Task details: Give the number of lines in this listing that hold "link". No other words belong in the reply.

Raw data: Begin

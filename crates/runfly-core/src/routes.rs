// ── Navigable paths ──
//
// The front end owns the routing table; this module only knows how to
// spell the handful of paths other layers need to emit, so a run detail
// view can link out without depending on the UI crate.

use crate::model::{ProjectId, RunId};

/// Path of a project's run listing.
#[must_use]
pub fn project_path(project_id: &ProjectId) -> String {
    format!("/projects/{project_id}")
}

/// Path of a single run record inside its project. This is the link
/// target a chart detail card points at.
#[must_use]
pub fn run_record_path(project_id: &ProjectId, run_id: &RunId) -> String {
    format!("/projects/{project_id}/runs/{run_id}")
}

#[cfg(test)]
mod tests {
    use super::*;

    #[test]
    fn run_record_path_nests_under_its_project() {
        let path = run_record_path(&ProjectId::from("p-7"), &RunId::from("r-19"));
        assert_eq!(path, "/projects/p-7/runs/r-19");
    }

    #[test]
    fn project_path_is_a_prefix_of_its_runs() {
        let project = ProjectId::from("alpha");
        let run = RunId::from("beta");
        assert!(run_record_path(&project, &run).starts_with(&project_path(&project)));
    }
}
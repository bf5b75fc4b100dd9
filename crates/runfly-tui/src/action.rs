//! All possible UI actions. Actions are the sole mechanism for state
//! mutation in the TUI layer.

use std::fmt;
use std::sync::Arc;

use runfly_core::{AppState, ProjectId, RunId, User, UserAccess, UserId};

use crate::screen::ScreenId;

/// Notification severity level.
#[derive(Debug, Clone, Copy, PartialEq, Eq)]
pub enum NotificationLevel {
    Info,
    Success,
    Error,
}

/// A toast notification.
#[derive(Debug, Clone)]
pub struct Notification {
    pub message: String,
    pub level: NotificationLevel,
}

#[allow(dead_code)]
impl Notification {
    pub fn success(msg: impl Into<String>) -> Self {
        Self {
            message: msg.into(),
            level: NotificationLevel::Success,
        }
    }

    pub fn error(msg: impl Into<String>) -> Self {
        Self {
            message: msg.into(),
            level: NotificationLevel::Error,
        }
    }

    pub fn info(msg: impl Into<String>) -> Self {
        Self {
            message: msg.into(),
            level: NotificationLevel::Info,
        }
    }
}

/// Pending confirmation action.
#[derive(Debug, Clone)]
pub enum ConfirmAction {
    RemoveCollaborator {
        project_id: ProjectId,
        user_id: UserId,
        name: String,
    },
    TransferOwnership {
        project_id: ProjectId,
        email: String,
        name: String,
    },
    ShutdownDeployment {
        run_id: RunId,
        name: String,
    },
}

impl ConfirmAction {
    /// The action to dispatch once the user confirms.
    pub fn into_action(self) -> Action {
        match self {
            Self::RemoveCollaborator {
                project_id, user_id, ..
            } => Action::RemoveCollaborator {
                project_id,
                user_id,
            },
            Self::TransferOwnership {
                project_id, email, ..
            } => Action::TransferOwnership { project_id, email },
            Self::ShutdownDeployment { run_id, .. } => Action::ShutdownDeployment(run_id),
        }
    }
}

impl fmt::Display for ConfirmAction {
    fn fmt(&self, f: &mut fmt::Formatter<'_>) -> fmt::Result {
        match self {
            Self::RemoveCollaborator { name, .. } => {
                write!(f, "Remove {name} from the project?")
            }
            Self::TransferOwnership { name, .. } => {
                write!(f, "Make {name} the owner? You will lose owner access.")
            }
            Self::ShutdownDeployment { name, .. } => {
                write!(f, "Shut down the deployment of {name}?")
            }
        }
    }
}

/// Every state transition in the TUI is expressed as an Action.
#[derive(Debug, Clone)]
pub enum Action {
    // ── Lifecycle ─────────────────────────────────────────────────
    Quit,
    Tick,
    Render,
    Resize(u16, u16),

    // ── Navigation ────────────────────────────────────────────────
    SwitchScreen(ScreenId),
    GoBack,

    // ── Domain state (from the data bridge) ───────────────────────
    StateChanged(Arc<AppState>),

    // ── Catalogue ─────────────────────────────────────────────────
    LoadProjects,
    SelectProject {
        project_id: ProjectId,
        author_id: UserId,
    },
    LoadRuns(ProjectId),

    // ── Collaboration ─────────────────────────────────────────────
    InviteCollaborator {
        project_id: ProjectId,
        email: String,
        access: UserAccess,
    },
    TransferOwnership {
        project_id: ProjectId,
        email: String,
    },
    ChangeAccess {
        project_id: ProjectId,
        user: User,
        access: UserAccess,
    },
    RemoveCollaborator {
        project_id: ProjectId,
        user_id: UserId,
    },
    LoadTeam {
        project_id: ProjectId,
        author_id: UserId,
    },
    ResetInvitation,
    ResetOwnerChange,
    ResetAccessChange(UserId),
    ResetAccessRemoval(UserId),
    ResetTeamLoad(ProjectId),

    // ── Deployment ────────────────────────────────────────────────
    OpenDeployPanel(RunId),
    CloseDeployPanel(RunId),
    Deploy(RunId),
    ShutdownDeployment(RunId),

    // ── Confirm dialog ────────────────────────────────────────────
    ShowConfirm(ConfirmAction),
    ConfirmYes,
    ConfirmNo,

    // ── Help ──────────────────────────────────────────────────────
    ToggleHelp,

    // ── Notifications ─────────────────────────────────────────────
    Notify(Notification),
}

Raw data: End

Solution: 2